The tenant had been illegally subleasing the landlord's Bellagio Apartment in central Wellington on at least 54 occasions over a six month period. The tenant made more than $12,450.
The Residential Tenancies Act does not specifically allow for landlords to recover profits earned by a tenant through subleasing when there is a breach of their Tenancy Agreement. The agreement in the case did not allow the tenant to have an Airbnb arangement without the landlord's consent.
But in this case the Tenancy Tribunal found the landlord could recover the profits from the sub-leasing activity.
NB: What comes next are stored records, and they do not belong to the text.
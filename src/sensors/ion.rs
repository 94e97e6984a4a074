//! Ion-selective electrode channel.
//!
//! Wraps one electrode driver and turns its raw voltage into a
//! concentration using the calibration slot selected for this wake.

use crate::app::ports::SensorDriver;
use crate::calibration::{Analyte, CalibrationTable};
use crate::error::SensorError;

use super::{Measurement, MeasurementKind};

/// Electrode output outside this window means a disconnected or shorted probe.
const VOLTAGE_RANGE: core::ops::RangeInclusive<f32> = -0.5..=5.5;

pub struct IonSensor {
    analyte: Analyte,
    driver: Box<dyn SensorDriver>,
}

impl IonSensor {
    pub fn new(analyte: Analyte, driver: Box<dyn SensorDriver>) -> Self {
        Self { analyte, driver }
    }

    pub fn analyte(&self) -> Analyte {
        self.analyte
    }

    /// Read the electrode and convert with slot `slot` of `table`.
    pub fn read(&mut self, table: &CalibrationTable, slot: usize) -> Result<Measurement, SensorError> {
        let raw = self.driver.raw_read()?;
        if !raw.is_finite() {
            return Err(SensorError::NotFinite);
        }
        if !VOLTAGE_RANGE.contains(&raw) {
            return Err(SensorError::OutOfRange);
        }
        Ok(Measurement::new(
            MeasurementKind::Ion(self.analyte),
            raw,
            table.concentration(self.analyte, slot, raw),
        ))
    }
}
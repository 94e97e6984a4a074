//! IonStation firmware: main entry point.
//!
//! One wake cycle per boot.  The chip comes out of deep sleep, runs the
//! cycle, and goes back to sleep until the next calibration slot.
//!
//! ```text
//! ┌────────────────────────────────────────────────────────────────┐
//! │                      Adapters (outer ring)                     │
//! │                                                                │
//! │  hardware (ADC)   LogEventSink   NvsAdapter      SystemClock   │
//! │  (SensorDriver)   (EventSink)    (Store+Config)  (ClockPort)   │
//! │  StationNetwork   DeepSleep                                    │
//! │  (NetworkPort)    (PowerPort)                                  │
//! │                                                                │
//! │  ──────────────── Port Trait Boundary ───────────────────      │
//! │                                                                │
//! │  ┌────────────────────────────────────────────────────────┐    │
//! │  │              WakeCycle (pure logic)                    │    │
//! │  │  selector · scheduler · sensors · telemetry            │    │
//! │  └────────────────────────────────────────────────────────┘    │
//! └────────────────────────────────────────────────────────────────┘
//! ```
#![deny(unused_must_use)]

use anyhow::Result;
use log::{error, info, warn};

use esp_idf_svc::eventloop::EspSystemEventLoop;
use esp_idf_svc::hal::delay::FreeRtos;
use esp_idf_svc::hal::peripherals::Peripherals;
use esp_idf_svc::nvs::EspDefaultNvsPartition;

use ionstation::adapters::hardware;
use ionstation::adapters::log_sink::LogEventSink;
use ionstation::adapters::network::StationNetwork;
use ionstation::adapters::nvs::NvsAdapter;
use ionstation::adapters::power::DeepSleep;
use ionstation::adapters::time::SystemClock;
use ionstation::app::events::AppEvent;
use ionstation::app::ports::{ConfigPort, EventSink};
use ionstation::app::service::{UplinkOutcome, WakeCycle};
use ionstation::calibration::CalibrationTable;
use ionstation::config::StationConfig;
use ionstation::error::Error;
use ionstation::scheduler::MonotonicClock;

/// Interval between stall diagnostics.
const STALL_REPORT_MS: u32 = 10_000;

fn main() -> Result<()> {
    // ── 1. ESP-IDF bootstrap ──────────────────────────────────
    esp_idf_svc::sys::link_patches();
    esp_idf_logger::init()?;

    info!("╔══════════════════════════════════════╗");
    info!("║  IonStation v{}                      ║", env!("CARGO_PKG_VERSION"));
    info!("╚══════════════════════════════════════╝");

    // ── 2. Persistent store + config ──────────────────────────
    let mut nvs = match NvsAdapter::new() {
        Ok(n) => n,
        Err(e) => {
            // Selection falls back to slot 0 when the store is unreadable.
            warn!("NVS init failed ({}), running without persistence", e);
            NvsAdapter::default()
        }
    };
    let config = match nvs.load() {
        Ok(cfg) => cfg,
        Err(e) => {
            warn!("Stored config unusable ({}), using defaults", e);
            StationConfig::default()
        }
    };
    info!(
        "Station {} | {} slots/day | sampling {} s | wake {}",
        config.station_code,
        config.slots_per_day,
        config.sampling_interval_ms / 1000,
        config.wake
    );

    // ── 3. Peripherals ────────────────────────────────────────
    let peripherals = Peripherals::take()?;
    let sysloop = EspSystemEventLoop::take()?;
    let nvs_partition = EspDefaultNvsPartition::take().ok();

    hardware::init_adc()?;
    let bank = hardware::build_sensor_bank()?;
    let table = CalibrationTable::factory_default(config.slots()).map_err(Error::from)?;

    let mut net = StationNetwork::start(
        peripherals.modem,
        sysloop,
        nvs_partition,
        &config.wifi_ssid,
        &config.wifi_password,
    )?;
    let clock = SystemClock::new();
    let mut power = DeepSleep::new();
    let mut sink = LogEventSink::new(config.output_format);

    // ── 4. Wake cycle ─────────────────────────────────────────
    let mut cycle: WakeCycle = WakeCycle::new(config, table, bank)?;
    match cycle.run(&clock, &mut nvs, &mut net, &mut sink) {
        Ok(report) => match report.uplink {
            UplinkOutcome::Delivered(status) => {
                info!("Cycle complete: slot {}, HTTP {}", report.slot, status);
            }
            UplinkOutcome::Failed(e) => warn!("Cycle complete, record lost: {}", e),
        },
        Err(Error::ConnectivityTimeout) => stall(&clock, &mut sink),
        Err(e) => error!("Cycle aborted: {}", e),
    }

    // ── 5. Sleep until the next slot ──────────────────────────
    cycle.sleep(&mut power, &mut sink);
    Ok(())
}

/// No network: stay awake and keep telling the operator until reset.
fn stall(clock: &SystemClock, sink: &mut impl EventSink) -> ! {
    let since = clock.elapsed_ms();
    loop {
        sink.emit(&AppEvent::Stalled {
            since_ms: clock.elapsed_ms().saturating_sub(since),
        });
        FreeRtos::delay_ms(STALL_REPORT_MS);
    }
}
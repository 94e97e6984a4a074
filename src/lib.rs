//! IonStation firmware library.
//!
//! Exposes the pure-logic modules for integration testing and the adapters
//! the firmware binary wires together. All ESP-IDF-specific code is guarded
//! by `#[cfg(target_os = "espidf")]` within each module; on the host the
//! adapters run against simulation backends.

#![deny(unused_must_use)]

pub mod app;
pub mod calibration;
pub mod config;
pub mod datetime;
pub mod error;
pub mod scheduler;
pub mod sensors;
pub mod telemetry;

pub mod adapters;
pub mod pins;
Morrison Kent senior solicitor Shehan Gunatunga said this potentially precedent setting case added further reassurance for landlords when it came to sub-leasing breaches.
"Being able to recover the profits from the sub-leasing activity sets a precedent, meaning there is now a legal basis for seeking that the profits be paid to an aggrieved landlord where a tenant sublets their rental property in breach of the tenancy agreement.
"This adds another layer of protection in situations of sub-leasing, which is becoming much easier for tenants to do," Gunatunga said.
The tribunal found the landlord could recover the profits from the subleasing activity after Gunatunga sought an "account of profits" by demonstrating it was unreasonable to allow the tenant to profit from a breach of the tenancy agreement.
The tenant's action was the worst breach of the Tenancy Agreement that Nice Place Property Management company director Keith Powell said he had seen after 13 years in the business.
Powell took over management of the apartment property after the property owner suspected his apartment was being sub-leased.
Upon discovering that the suspicion was correct, Powell contacted the tenant to address the breach.
The tenant stopped rent payments, installed a dead bolt and left.
"It's unusual to see the Tenancy Agreement explicitly state that sub-leasing on Airbnb is prohibited," Powell said.
In addition to the profits from subleasing the apartment on Airbnb, the tenant was also ordered to pay unpaid rent, exemplary damages for abandonment, subleasing and replacing locks, as well as costs for door replacement.